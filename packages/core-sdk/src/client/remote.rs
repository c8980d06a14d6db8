use std::future::Future;
use std::time::Duration;

use async_trait::async_trait;
use reqwest::header::ACCEPT;
use reqwest::Response;
use serde_json::Value;
use tokio_util::sync::CancellationToken;
use tracing::{debug, warn};

use super::{ExecutionClient, RemoteRequest};
use crate::config::RemoteConfig;
use crate::error::AiError;
use crate::models::{DispatchOutput, ExecutionConfig, ExecutionMode, ExecutionResult, Message, RaceEntry};
use crate::stream::{decode_stream, StreamSink};

const SERVER: &str = "Server";
const HEALTH_TIMEOUT: Duration = Duration::from_secs(5);

/**
 * \brief 把请求转发给远程执行服务。
 *
 * 每次尝试有独立超时；失败后按 `retry_delay * attempt` 线性退避重试，
 * 取消、鉴权失败与请求错误不重试。流式请求只在拿到响应头之前重试。
 */
#[derive(Debug, Clone)]
pub struct RemoteClient {
    server_url: String,
    http: reqwest::Client,
    timeout: Duration,
    retry_attempts: u32,
    retry_delay: Duration,
}

impl RemoteClient {
    pub fn new(config: &RemoteConfig) -> Self {
        Self {
            server_url: config.server_url.trim().trim_end_matches('/').to_string(),
            http: reqwest::Client::new(),
            timeout: config.timeout(),
            retry_attempts: config.retry_attempts.max(1),
            retry_delay: config.retry_delay(),
        }
    }

    pub fn with_http_client(mut self, http: reqwest::Client) -> Self {
        self.http = http;
        self
    }

    pub fn server_url(&self) -> &str {
        &self.server_url
    }

    /** \brief GET /health，任意 2xx 视为可达。 */
    pub async fn health_check(&self) -> Result<(), AiError> {
        let response = self
            .http
            .get(format!("{}/health", self.server_url))
            .timeout(HEALTH_TIMEOUT)
            .send()
            .await?;
        if response.status().is_success() {
            Ok(())
        } else {
            Err(AiError::from_status(
                response.status().as_u16(),
                format!("Server returned status {}", response.status().as_u16()),
                SERVER,
            ))
        }
    }

    async fn with_retry<T, F, Fut>(&self, cancel: &CancellationToken, mut attempt_fn: F) -> Result<T, AiError>
    where
        F: FnMut() -> Fut,
        Fut: Future<Output = Result<T, AiError>>,
    {
        let mut attempt = 1;
        loop {
            let bounded = async {
                tokio::time::timeout(self.timeout, attempt_fn())
                    .await
                    .unwrap_or_else(|_| Err(AiError::timeout()))
            };
            let result = tokio::select! {
                biased;
                _ = cancel.cancelled() => Err(AiError::Cancelled("Request cancelled".to_string())),
                result = bounded => result,
            };
            match result {
                Ok(value) => return Ok(value),
                Err(err) if !err.is_retryable() || attempt >= self.retry_attempts => return Err(err),
                Err(err) => {
                    let wait = self.retry_delay * attempt;
                    warn!(attempt, ?wait, error = %err, "remote attempt failed, retrying");
                    tokio::select! {
                        _ = cancel.cancelled() => {
                            return Err(AiError::Cancelled("Request cancelled".to_string()));
                        }
                        _ = tokio::time::sleep(wait) => {}
                    }
                    attempt += 1;
                }
            }
        }
    }

    /** \brief 发送一次请求，非 2xx 转成分类错误。 */
    async fn send(&self, path: &str, body: &RemoteRequest) -> Result<Response, AiError> {
        let mut request = self
            .http
            .post(format!("{}{}", self.server_url, path))
            .json(body);
        if body.stream == Some(true) {
            request = request.header(ACCEPT, "text/event-stream");
        }
        let response = request.send().await?;
        if response.status().is_success() {
            return Ok(response);
        }
        Err(classify_status(response).await)
    }
}

async fn classify_status(response: Response) -> AiError {
    let status = response.status().as_u16();
    let body: Value = response.json().await.unwrap_or(Value::Null);
    let detail = body
        .get("error")
        .or_else(|| body.get("message"))
        .and_then(Value::as_str)
        .map(str::to_string)
        .unwrap_or_else(|| format!("Server error: {status}"));
    let message = match status {
        401 => "Unauthorized - Check server authentication".to_string(),
        403 => "Forbidden - Server rejected request".to_string(),
        429 => "Rate limit exceeded".to_string(),
        500..=599 => "Server error".to_string(),
        _ => detail,
    };
    AiError::from_status(status, message, SERVER)
}

/** \brief 解析 /api/ai/execute 的响应：结果对象或 `{results: [...]}`。 */
fn parse_execute_body(body: Value) -> Result<DispatchOutput, AiError> {
    if let Some(results) = body.get("results") {
        let entries: Vec<RaceEntry> = serde_json::from_value(results.clone())
            .map_err(|e| AiError::Stream(format!("Invalid server response format: {e}")))?;
        return Ok(DispatchOutput::TestRace(entries));
    }
    if !body.is_object() {
        return Err(AiError::Stream("Invalid server response format".to_string()));
    }
    let content = body
        .get("content")
        .and_then(Value::as_str)
        .ok_or_else(|| AiError::Stream("Server response missing content field".to_string()))?;
    let text = |key: &str| body.get(key).and_then(Value::as_str).filter(|s| !s.is_empty());
    Ok(DispatchOutput::Completion(ExecutionResult {
        content: content.to_string(),
        provider_id: text("providerId").unwrap_or("server").to_string(),
        full_model_id: text("fullModelId")
            .or_else(|| text("usedFullModelId"))
            .unwrap_or("server/unknown")
            .to_string(),
        streamed: body.get("streamed").and_then(Value::as_bool).unwrap_or(false),
    }))
}

/** \brief 远程 SSE 事件：`{"chunk"}` 为增量，`{"error", "statusCode"}` 为失败。 */
fn remote_chunk(event: &Value) -> Result<Option<String>, AiError> {
    if let Some(error) = event.get("error").and_then(Value::as_str) {
        let status = event
            .get("statusCode")
            .and_then(Value::as_u64)
            .and_then(|s| u16::try_from(s).ok())
            .unwrap_or(500);
        return Err(AiError::from_status(status, error, SERVER));
    }
    Ok(event
        .get("chunk")
        .and_then(Value::as_str)
        .filter(|s| !s.is_empty())
        .map(str::to_string))
}

fn request_body(
    mode: ExecutionMode,
    messages: &[Message],
    config: &ExecutionConfig,
    stream: bool,
) -> RemoteRequest {
    RemoteRequest {
        mode: mode.as_str().to_string(),
        messages: messages.to_vec(),
        config: config.clone(),
        stream: stream.then_some(true),
    }
}

#[async_trait]
impl ExecutionClient for RemoteClient {
    fn name(&self) -> &'static str {
        "remote"
    }

    async fn execute(
        &self,
        mode: ExecutionMode,
        messages: &[Message],
        config: &ExecutionConfig,
        cancel: &CancellationToken,
    ) -> Result<DispatchOutput, AiError> {
        let body = request_body(mode, messages, config, false);
        debug!(server = %self.server_url, %mode, "remote execute");
        let body = &body;
        self.with_retry(cancel, move || async move {
            let response = self.send("/api/ai/execute", body).await?;
            let value: Value = response
                .json()
                .await
                .map_err(|e| AiError::Stream(format!("Invalid server response format: {e}")))?;
            parse_execute_body(value)
        })
        .await
    }

    async fn execute_stream(
        &self,
        mode: ExecutionMode,
        messages: &[Message],
        config: &ExecutionConfig,
        sink: &StreamSink,
        cancel: &CancellationToken,
    ) -> Result<DispatchOutput, AiError> {
        let body = request_body(mode, messages, config, true);
        debug!(server = %self.server_url, %mode, "remote execute_stream");
        let body = &body;
        let response = self
            .with_retry(cancel, move || self.send("/api/ai/stream", body))
            .await?;

        let decode = decode_stream(Box::pin(response.bytes_stream()), remote_chunk, Some(sink));
        let content = tokio::select! {
            biased;
            _ = cancel.cancelled() => return Err(AiError::Cancelled("Request cancelled".to_string())),
            content = decode => content?,
        };
        sink.done(&content);
        Ok(DispatchOutput::Completion(ExecutionResult {
            content,
            provider_id: "server".to_string(),
            full_model_id: "server/stream".to_string(),
            streamed: true,
        }))
    }
}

◆ ◆ ◆ ◆ ◆ ◆ ◆

▸ **WORK INSTRUCTIONS**:
Starting with the first record, copy everything through the final one exactly.

▸ **TASK SOLUTION**:
filename packages/core-sdk/src/client/remote.rs
repository c8980d06a14d6db8
use std::future::Future;
use std::time::Duration;

use async_trait::async_trait;
use reqwest::header::ACCEPT;
use reqwest::Response;
use serde_json::Value;
use tokio_util::sync::CancellationToken;
use tracing::{debug, warn};

use super::{ExecutionClient, RemoteRequest};
use crate::config::RemoteConfig;
use crate::error::AiError;
use crate::models::{DispatchOutput, ExecutionConfig, ExecutionMode, ExecutionResult, Message, RaceEntry};
use crate::stream::{decode_stream, StreamSink};

const SERVER: &str = "Server";
const HEALTH_TIMEOUT: Duration = Duration::from_secs(5);

/**
 * \brief 把请求转发给远程执行服务。
 *
 * 每次尝试有独立超时；失败后按 `retry_delay * attempt` 线性退避重试，
 * 取消、鉴权失败与请求错误不重试。流式请求只在拿到响应头之前重试。
 */
#[derive(Debug, Clone)]
pub struct RemoteClient {
    server_url: String,
    http: reqwest::Client,
    timeout: Duration,
    retry_attempts: u32,
    retry_delay: Duration,
}

impl RemoteClient {
    pub fn new(config: &RemoteConfig) -> Self {
        Self {
            server_url: config.server_url.trim().trim_end_matches('/').to_string(),
            http: reqwest::Client::new(),
            timeout: config.timeout(),
            retry_attempts: config.retry_attempts.max(1),
            retry_delay: config.retry_delay(),
        }
    }

    pub fn with_http_client(mut self, http: reqwest::Client) -> Self {
        self.http = http;
        self
    }

    pub fn server_url(&self) -> &str {
        &self.server_url
    }

    /** \brief GET /health，任意 2xx 视为可达。 */
    pub async fn health_check(&self) -> Result<(), AiError> {
        let response = self
            .http
            .get(format!("{}/health", self.server_url))
            .timeout(HEALTH_TIMEOUT)
            .send()
            .await?;
        if response.status().is_success() {
            Ok(())
        } else {
            Err(AiError::from_status(
                response.status().as_u16(),
                format!("Server returned status {}", response.status().as_u16()),
                SERVER,
            ))
        }
    }

    async fn with_retry<T, F, Fut>(&self, cancel: &CancellationToken, mut attempt_fn: F) -> Result<T, AiError>
    where
        F: FnMut() -> Fut,
        Fut: Future<Output = Result<T, AiError>>,
    {
        let mut attempt = 1;
        loop {
            let bounded = async {
                tokio::time::timeout(self.timeout, attempt_fn())
                    .await
                    .unwrap_or_else(|_| Err(AiError::timeout()))
            };
            let result = tokio::select! {
                biased;
                _ = cancel.cancelled() => Err(AiError::Cancelled("Request cancelled".to_string())),
                result = bounded => result,
            };
            match result {
                Ok(value) => return Ok(value),
                Err(err) if !err.is_retryable() || attempt >= self.retry_attempts => return Err(err),
                Err(err) => {
                    let wait = self.retry_delay * attempt;
                    warn!(attempt, ?wait, error = %err, "remote attempt failed, retrying");
                    tokio::select! {
                        _ = cancel.cancelled() => {
                            return Err(AiError::Cancelled("Request cancelled".to_string()));
                        }
                        _ = tokio::time::sleep(wait) => {}
                    }
                    attempt += 1;
                }
            }
        }
    }

    /** \brief 发送一次请求，非 2xx 转成分类错误。 */
    async fn send(&self, path: &str, body: &RemoteRequest) -> Result<Response, AiError> {
        let mut request = self
            .http
            .post(format!("{}{}", self.server_url, path))
            .json(body);
        if body.stream == Some(true) {
            request = request.header(ACCEPT, "text/event-stream");
        }
        let response = request.send().await?;
        if response.status().is_success() {
            return Ok(response);
        }
        Err(classify_status(response).await)
    }
}

async fn classify_status(response: Response) -> AiError {
    let status = response.status().as_u16();
    let body: Value = response.json().await.unwrap_or(Value::Null);
    let detail = body
        .get("error")
        .or_else(|| body.get("message"))
        .and_then(Value::as_str)
        .map(str::to_string)
        .unwrap_or_else(|| format!("Server error: {status}"));
    let message = match status {
        401 => "Unauthorized - Check server authentication".to_string(),
        403 => "Forbidden - Server rejected request".to_string(),
        429 => "Rate limit exceeded".to_string(),
        500..=599 => "Server error".to_string(),
        _ => detail,
    };
    AiError::from_status(status, message, SERVER)
}

/** \brief 解析 /api/ai/execute 的响应：结果对象或 `{results: [...]}`。 */
fn parse_execute_body(body: Value) -> Result<DispatchOutput, AiError> {
    if let Some(results) = body.get("results") {
        let entries: Vec<RaceEntry> = serde_json::from_value(results.clone())
            .map_err(|e| AiError::Stream(format!("Invalid server response format: {e}")))?;
        return Ok(DispatchOutput::TestRace(entries));
    }
    if !body.is_object() {
        return Err(AiError::Stream("Invalid server response format".to_string()));
    }
    let content = body
        .get("content")
        .and_then(Value::as_str)
        .ok_or_else(|| AiError::Stream("Server response missing content field".to_string()))?;
    let text = |key: &str| body.get(key).and_then(Value::as_str).filter(|s| !s.is_empty());
    Ok(DispatchOutput::Completion(ExecutionResult {
        content: content.to_string(),
        provider_id: text("providerId").unwrap_or("server").to_string(),
        full_model_id: text("fullModelId")
            .or_else(|| text("usedFullModelId"))
            .unwrap_or("server/unknown")
            .to_string(),
        streamed: body.get("streamed").and_then(Value::as_bool).unwrap_or(false),
    }))
}

/** \brief 远程 SSE 事件：`{"chunk"}` 为增量，`{"error", "statusCode"}` 为失败。 */
fn remote_chunk(event: &Value) -> Result<Option<String>, AiError> {
    if let Some(error) = event.get("error").and_then(Value::as_str) {
        let status = event
            .get("statusCode")
            .and_then(Value::as_u64)
            .and_then(|s| u16::try_from(s).ok())
            .unwrap_or(500);
        return Err(AiError::from_status(status, error, SERVER));
    }
    Ok(event
        .get("chunk")
        .and_then(Value::as_str)
        .filter(|s| !s.is_empty())
        .map(str::to_string))
}

fn request_body(
    mode: ExecutionMode,
    messages: &[Message],
    config: &ExecutionConfig,
    stream: bool,
) -> RemoteRequest {
    RemoteRequest {
        mode: mode.as_str().to_string(),
        messages: messages.to_vec(),
        config: config.clone(),
        stream: stream.then_some(true),
    }
}

#[async_trait]
impl ExecutionClient for RemoteClient {
    fn name(&self) -> &'static str {
        "remote"
    }

    async fn execute(
        &self,
        mode: ExecutionMode,
        messages: &[Message],
        config: &ExecutionConfig,
        cancel: &CancellationToken,
    ) -> Result<DispatchOutput, AiError> {
        let body = request_body(mode, messages, config, false);
        debug!(server = %self.server_url, %mode, "remote execute");
        let body = &body;
        self.with_retry(cancel, move || async move {
            let response = self.send("/api/ai/execute", body).await?;
            let value: Value = response
                .json()
                .await
                .map_err(|e| AiError::Stream(format!("Invalid server response format: {e}")))?;
            parse_execute_body(value)
        })
        .await
    }

    async fn execute_stream(
        &self,
        mode: ExecutionMode,
        messages: &[Message],
        config: &ExecutionConfig,
        sink: &StreamSink,
        cancel: &CancellationToken,
    ) -> Result<DispatchOutput, AiError> {
        let body = request_body(mode, messages, config, true);
        debug!(server = %self.server_url, %mode, "remote execute_stream");
        let body = &body;
        let response = self
            .with_retry(cancel, move || self.send("/api/ai/stream", body))
            .await?;

        let decode = decode_stream(Box::pin(response.bytes_stream()), remote_chunk, Some(sink));
        let content = tokio::select! {
            biased;
            _ = cancel.cancelled() => return Err(AiError::Cancelled("Request cancelled".to_string())),
            content = decode => content?,
        };
        sink.done(&content);
        Ok(DispatchOutput::Completion(ExecutionResult {
            content,
            provider_id: "server".to_string(),
            full_model_id: "server/stream".to_string(),
            streamed: true,
        }))
    }
}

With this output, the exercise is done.